Хару схватила красавицу за горло, сильно сдавила его и повалила соперницу. Другой рукой она сжала острую железную шпильку для волос.

— Чего ты хочешь?! — шипя от боли, выкрикнула женщина.

— Я хочу, чтобы ни одно зеркало больше не смогло удержать моей красоты, — крикнула Хару, вонзая шпильку в грудь хозяйки горы. — Я хочу, чтобы ни один мужчина больше не смог взглянуть на меня.

Руки Хару стали липкими и скользкими от холодной крови, но она продолжала колоть податливое мягкое тело, пока ледяная красавица не затихла под ней. Подрагивая от пережитого возбуждения, Хару присела отдышаться. Только тогда она увидела растущий за троном хозяйки горы цветок. Это была большая красная китайская роза. Девушка вспомнила, что такие цветы еще называли вечноцветами, за то, что они не теряли красоты в течение целой сотни дней.
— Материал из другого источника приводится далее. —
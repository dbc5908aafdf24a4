//! The enriched invoice returned by a successful print.

use std::collections::HashMap;

use common::ProductId;
use domain::{Invoice, LineItem};
use inventory::ProductSnapshot;

/// Name shown for a line whose product could not be resolved.
pub const PRODUCT_NOT_FOUND_NAME: &str = "product not found";

/// A line of a printed invoice with its product name resolved.
#[derive(Debug, Clone, PartialEq, Eq)]
pub struct PrintedLine {
    pub item: LineItem,
    pub product_name: String,
}

/// An invoice after a successful print, one [`PrintedLine`] per item in
/// stored order.
#[derive(Debug, Clone, PartialEq, Eq)]
pub struct PrintedInvoice {
    pub invoice: Invoice,
    pub lines: Vec<PrintedLine>,
}

impl PrintedInvoice {
    /// Pairs every item with the name found in `products`, falling back to
    /// [`PRODUCT_NOT_FOUND_NAME`].
    pub fn enrich(invoice: Invoice, products: &[ProductSnapshot]) -> Self {
        let names: HashMap<ProductId, &str> = products
            .iter()
            .map(|p| (p.id, p.name.as_str()))
            .collect();

        let lines = invoice
            .items()
            .iter()
            .map(|item| PrintedLine {
                item: item.clone(),
                product_name: names
                    .get(&item.product_id)
                    .copied()
                    .unwrap_or(PRODUCT_NOT_FOUND_NAME)
                    .to_string(),
            })
            .collect();

        Self { invoice, lines }
    }

    /// Returns true if every line resolved to a real product name.
    pub fn fully_resolved(&self) -> bool {
        self.lines
            .iter()
            .all(|line| line.product_name != PRODUCT_NOT_FOUND_NAME)
    }
}
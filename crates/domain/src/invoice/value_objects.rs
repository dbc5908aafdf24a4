//! Value objects for the invoice domain.

use common::{InvoiceId, LineItemId, ProductId};
use rust_decimal::Decimal;
use serde::{Deserialize, Serialize};

/// A validated line waiting to be attached to a new invoice.
///
/// The unit price is the ledger price observed when the invoice was issued.
#[derive(Debug, Clone, PartialEq, Eq)]
pub struct LineDraft {
    pub product_id: ProductId,
    pub quantity: u32,
    pub unit_price: Decimal,
}

impl LineDraft {
    /// Creates a new line draft.
    pub fn new(product_id: ProductId, quantity: u32, unit_price: Decimal) -> Self {
        Self {
            product_id,
            quantity,
            unit_price,
        }
    }
}

/// A line on an invoice.
///
/// Line items never change after the invoice is issued; the unit price is
/// frozen at issue time and is never re-read from the ledger.
#[derive(Debug, Clone, PartialEq, Eq, Serialize, Deserialize)]
pub struct LineItem {
    /// Identity of this line.
    pub id: LineItemId,

    /// The invoice that owns this line.
    pub invoice_id: InvoiceId,

    /// The ledger product being billed.
    pub product_id: ProductId,

    /// Quantity billed, always greater than zero.
    pub quantity: u32,

    /// Price per unit captured at issue time.
    pub unit_price: Decimal,
}

impl LineItem {
    /// Returns the total price for this line (quantity * unit_price).
    pub fn total_price(&self) -> Decimal {
        self.unit_price * Decimal::from(self.quantity)
    }
}
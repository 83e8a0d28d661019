use std::collections::HashSet;

use uuid::Uuid;

use super::manager::FileManager;
use super::{DocumentRelationships, ResourceRecord};
use crate::error::{DialecticError, Result};
use crate::recipe::{ANY_STAGE, InputRule};
use crate::session::Stage;
use crate::state_machine::Job;
use crate::store::{Store, Tables};

/// Where a job looks for its inputs.
#[derive(Debug, Clone, Copy, PartialEq, Eq)]
pub struct SourceScope {
    pub session_id: Uuid,
    pub iteration: u32,
    pub stage: Stage,
    /// Same-stage inputs only come from this lineage.
    pub source_group: Uuid,
}

impl SourceScope {
    pub fn for_job(job: &Job) -> Self {
        Self {
            session_id: job.session_id,
            iteration: job.iteration_number,
            stage: job.stage_slug,
            source_group: job.payload.pass().source_group,
        }
    }
}

#[derive(Debug, Clone, Default)]
pub struct SourceSelection {
    pub records: Vec<ResourceRecord>,
    /// Required rules nothing matched.
    pub missing: Vec<InputRule>,
}

impl SourceSelection {
    pub fn is_satisfied(&self) -> bool {
        self.missing.is_empty()
    }

    pub fn matching(&self, rule: &InputRule) -> impl Iterator<Item = &ResourceRecord> {
        self.records
            .iter()
            .filter(move |r| rule_matches(rule, r, None))
    }
}

#[derive(Debug, Clone)]
pub struct SourceDocument {
    pub record: ResourceRecord,
    pub content: String,
}

impl SourceDocument {
    pub fn document_relationships(&self) -> &DocumentRelationships {
        &self.record.document_relationships
    }
}

fn rule_matches(rule: &InputRule, record: &ResourceRecord, scope: Option<&SourceScope>) -> bool {
    if record.resource_type != rule.kind.resource_type() || record.document_key != rule.document_key {
        return false;
    }
    if rule.slug != ANY_STAGE && record.stage_slug.slug() != rule.slug {
        return false;
    }
    match scope {
        Some(scope) => {
            record.session_id == scope.session_id
                && record.iteration_number == scope.iteration
                && (rule.stage() != Some(scope.stage)
                    || record.source_group() == Some(scope.source_group))
        }
        None => true,
    }
}

/// Pick the resources that satisfy `inputs`, newest first per rule, one per file name.
pub fn select_sources(tables: &Tables, scope: &SourceScope, inputs: &[InputRule]) -> SourceSelection {
    let mut selection = SourceSelection::default();
    let mut seen_ids = HashSet::new();

    for rule in inputs {
        let mut matches: Vec<&ResourceRecord> = tables
            .resources
            .values()
            .filter(|r| rule_matches(rule, r, Some(scope)))
            .collect();
        matches.sort_by(|a, b| b.created_at.cmp(&a.created_at).then(b.id.cmp(&a.id)));

        let mut seen_names = HashSet::new();
        let mut found = false;
        for record in matches {
            if !seen_names.insert(record.file_name.as_str()) {
                continue;
            }
            found = true;
            if seen_ids.insert(record.id) {
                selection.records.push(record.clone());
            }
        }

        if !found && rule.required {
            selection.missing.push(rule.clone());
        }
    }

    selection
}

/// Resolve and download the inputs of `job`. Records come back exactly as
/// registered, relationships included.
pub async fn find_source_documents(
    store: &Store,
    files: &FileManager,
    job: &Job,
    inputs: &[InputRule],
) -> Result<Vec<SourceDocument>> {
    let scope = SourceScope::for_job(job);
    let selection = store.read(|t| select_sources(t, &scope, inputs))?;

    if !selection.is_satisfied() {
        let missing: Vec<String> = selection
            .missing
            .iter()
            .map(|r| format!("{}:{}", r.slug, r.document_key))
            .collect();
        return Err(DialecticError::NotFound(format!(
            "required inputs missing: {}",
            missing.join(", ")
        )));
    }

    let mut documents = Vec::with_capacity(selection.records.len());
    for record in selection.records {
        let content = files.download_text(&record).await?;
        documents.push(SourceDocument { record, content });
    }
    Ok(documents)
}
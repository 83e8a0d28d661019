//! Projects, sessions and the fixed stage sequence a session walks through.

use std::fmt;
use std::str::FromStr;

use chrono::{DateTime, Utc};
use serde::{Deserialize, Deserializer, Serialize, Serializer};
use uuid::Uuid;

/// The ordered stages of one iteration.
#[derive(Debug, Clone, Copy, PartialEq, Eq, Hash, PartialOrd, Ord, Serialize, Deserialize)]
#[serde(rename_all = "lowercase")]
pub enum Stage {
    Thesis,
    Antithesis,
    Synthesis,
    Parenthesis,
    Paralysis,
}

impl Stage {
    pub const ALL: [Stage; 5] = [
        Stage::Thesis,
        Stage::Antithesis,
        Stage::Synthesis,
        Stage::Parenthesis,
        Stage::Paralysis,
    ];

    pub fn slug(&self) -> &'static str {
        match self {
            Stage::Thesis => "thesis",
            Stage::Antithesis => "antithesis",
            Stage::Synthesis => "synthesis",
            Stage::Parenthesis => "parenthesis",
            Stage::Paralysis => "paralysis",
        }
    }

    /// 1-based position, used in storage directory names.
    pub fn index(&self) -> usize {
        match self {
            Stage::Thesis => 1,
            Stage::Antithesis => 2,
            Stage::Synthesis => 3,
            Stage::Parenthesis => 4,
            Stage::Paralysis => 5,
        }
    }

    pub fn next(&self) -> Option<Stage> {
        Stage::ALL.get(self.index()).copied()
    }
}

impl fmt::Display for Stage {
    fn fmt(&self, f: &mut fmt::Formatter<'_>) -> fmt::Result {
        f.write_str(self.slug())
    }
}

impl FromStr for Stage {
    type Err = String;

    fn from_str(s: &str) -> Result<Self, Self::Err> {
        Stage::ALL
            .into_iter()
            .find(|stage| stage.slug() == s)
            .ok_or_else(|| format!("unknown stage '{s}'"))
    }
}

/// Session workflow status: `pending_<stage>`, `running_<stage>`, or done for review.
#[derive(Debug, Clone, Copy, PartialEq, Eq, Hash)]
pub enum SessionStatus {
    Pending(Stage),
    Running(Stage),
    IterationCompletePendingReview,
}

impl fmt::Display for SessionStatus {
    fn fmt(&self, f: &mut fmt::Formatter<'_>) -> fmt::Result {
        match self {
            SessionStatus::Pending(stage) => write!(f, "pending_{stage}"),
            SessionStatus::Running(stage) => write!(f, "running_{stage}"),
            SessionStatus::IterationCompletePendingReview => {
                f.write_str("iteration_complete_pending_review")
            }
        }
    }
}

impl FromStr for SessionStatus {
    type Err = String;

    fn from_str(s: &str) -> Result<Self, Self::Err> {
        if s == "iteration_complete_pending_review" {
            return Ok(SessionStatus::IterationCompletePendingReview);
        }
        if let Some(stage) = s.strip_prefix("pending_") {
            return Ok(SessionStatus::Pending(stage.parse()?));
        }
        if let Some(stage) = s.strip_prefix("running_") {
            return Ok(SessionStatus::Running(stage.parse()?));
        }
        Err(format!("unknown session status '{s}'"))
    }
}

impl Serialize for SessionStatus {
    fn serialize<S: Serializer>(&self, serializer: S) -> Result<S::Ok, S::Error> {
        serializer.collect_str(self)
    }
}

impl<'de> Deserialize<'de> for SessionStatus {
    fn deserialize<D: Deserializer<'de>>(deserializer: D) -> Result<Self, D::Error> {
        let raw = String::deserialize(deserializer)?;
        raw.parse().map_err(serde::de::Error::custom)
    }
}

#[derive(Debug, Clone, Serialize, Deserialize)]
pub struct Project {
    pub id: Uuid,
    pub owner_user_id: String,
    pub name: String,
    pub initial_user_prompt: String,
    pub created_at: DateTime<Utc>,
}

impl Project {
    pub fn new(owner_user_id: &str, name: &str, initial_user_prompt: &str) -> Self {
        Self {
            id: Uuid::new_v4(),
            owner_user_id: owner_user_id.to_string(),
            name: name.to_string(),
            initial_user_prompt: initial_user_prompt.to_string(),
            created_at: Utc::now(),
        }
    }
}

#[derive(Debug, Clone, Serialize, Deserialize)]
pub struct Session {
    pub id: Uuid,
    pub project_id: Uuid,
    pub status: SessionStatus,
    pub current_stage: Stage,
    pub iteration_count: u32,
    pub selected_model_ids: Vec<String>,
    pub created_at: DateTime<Utc>,
    pub updated_at: DateTime<Utc>,
}

impl Session {
    /// A new session at the first stage of iteration 1.
    pub fn new(project_id: Uuid, selected_model_ids: Vec<String>) -> Self {
        let now = Utc::now();
        Self {
            id: Uuid::new_v4(),
            project_id,
            status: SessionStatus::Pending(Stage::Thesis),
            current_stage: Stage::Thesis,
            iteration_count: 1,
            selected_model_ids,
            created_at: now,
            updated_at: now,
        }
    }
}

/// First eight characters of an id with hyphens removed, lowercased.
pub fn short_id(id: &str) -> String {
    id.chars()
        .filter(|c| *c != '-')
        .take(8)
        .collect::<String>()
        .to_lowercase()
}
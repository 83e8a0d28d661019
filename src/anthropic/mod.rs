pub mod client;
pub mod error;
pub mod types;

pub use client::AnthropicClient;
pub use error::AnthropicError;
pub use types::{ContentBlock, Message, MessagesRequest, MessagesResponse, Usage};
use std::time::{Duration, Instant};

use async_trait::async_trait;
use reqwest::Client;
use tracing::debug;

use super::error::AnthropicError;
use super::types::{MessagesRequest, MessagesResponse};
use crate::model::{FinishReason, ModelCallError, ModelCaller, ModelRequest, ModelResponse};

const API_URL: &str = "https://api.anthropic.com/v1/messages";

pub struct AnthropicClient {
    api_key: String,
    client: Client,
    base_url: String,
}

impl AnthropicClient {
    pub fn new(api_key: String, request_timeout: Duration) -> Result<Self, AnthropicError> {
        Self::with_base_url(api_key, API_URL.to_string(), request_timeout)
    }

    /// Create a client pointing at a custom base URL (useful for testing).
    pub fn with_base_url(
        api_key: String,
        base_url: String,
        request_timeout: Duration,
    ) -> Result<Self, AnthropicError> {
        let client = Client::builder()
            .connect_timeout(Duration::from_secs(10))
            .timeout(request_timeout)
            .build()?;
        Ok(Self {
            api_key,
            client,
            base_url,
        })
    }

    pub async fn send_message(
        &self,
        req: &MessagesRequest,
    ) -> Result<MessagesResponse, AnthropicError> {
        let response = self
            .client
            .post(&self.base_url)
            .header("x-api-key", &self.api_key)
            .header("anthropic-version", "2023-06-01")
            .header("content-type", "application/json")
            .json(req)
            .send()
            .await?;

        let status = response.status();

        if status == reqwest::StatusCode::TOO_MANY_REQUESTS {
            let retry_after = response
                .headers()
                .get("retry-after")
                .and_then(|v| v.to_str().ok())
                .and_then(|v| v.parse::<u64>().ok())
                .map(|secs| secs.saturating_mul(1000))
                .unwrap_or(1000);
            return Err(AnthropicError::RateLimited {
                retry_after_ms: retry_after,
            });
        }

        if !status.is_success() {
            let message = response
                .text()
                .await
                .unwrap_or_else(|_| "unknown error".to_string());
            return Err(AnthropicError::ApiError {
                status: status.as_u16(),
                message,
            });
        }

        let body = response.json::<MessagesResponse>().await?;
        Ok(body)
    }
}

#[async_trait]
impl ModelCaller for AnthropicClient {
    /// The provider authenticates with the API key; `auth_token` belongs to
    /// the caller's session and is not forwarded.
    async fn call_model(
        &self,
        request: &ModelRequest,
        _auth_token: &str,
    ) -> Result<ModelResponse, ModelCallError> {
        let started = Instant::now();
        let body = self.send_message(&MessagesRequest::from(request)).await?;
        let processing_time_ms = started.elapsed().as_millis() as u64;

        debug!(
            model = %body.model,
            stop_reason = ?body.stop_reason,
            output_tokens = body.usage.output_tokens,
            "anthropic response"
        );

        let raw_provider_response = serde_json::to_value(&body)
            .map_err(|e| ModelCallError::retryable(format!("unreadable provider response: {e}")))?;

        Ok(ModelResponse {
            content: body.text(),
            finish_reason: FinishReason::from_provider(body.stop_reason.as_deref()),
            input_tokens: body.usage.input_tokens,
            output_tokens: body.usage.output_tokens,
            processing_time_ms,
            raw_provider_response,
        })
    }
}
Рядом с цветком лежал Гэндзо, на его шее алел тонкий надрез, через который сочилась кровь.

Хару оторвала от своего рукава длинную полосу ткани и перевязала рану своего слуги. Гэндзо очнулся и проговорил:

— Не смейте пытаться изуродовать себя, — он коснулся рукой шрамов на щеке девушки. — В случившемся нет вашей вины.

— Что же мне теперь делать? — спросила Хару.

— Нам нужно бежать, Ацукёки-сама! — выдохнул Гэндзо. Теперь Хару понимала, что он давно готовил эту речь. — Бежим на север, в Тохоку. Никто не найдет вас на краю света, никто не станет там жертвой вашей красоты. Возьмите доспех своего отца…

Она не стала слушать дальше. Схватив тонкий стебель цветка, девушка переломила его, скомкала мягкие лепестки и отшвырнула их прочь…

…Спуск с горы дался спутникам неожиданно легко. Несмотря на то, что Гэндзо потерял так много крови, что ослеп — он мог идти, опираясь на плечо своей хозяйки. Слуга не проронил ни слова до того момента, как они ступили на лед озера. Только тогда Гэндзо осторожно спросил:

— Ацукёки-сама… вы убили хозяйку горы?

— Она мертва, — кивнула Хару. — Скажи мне, Гэндзо, я по-прежнему прекрасна?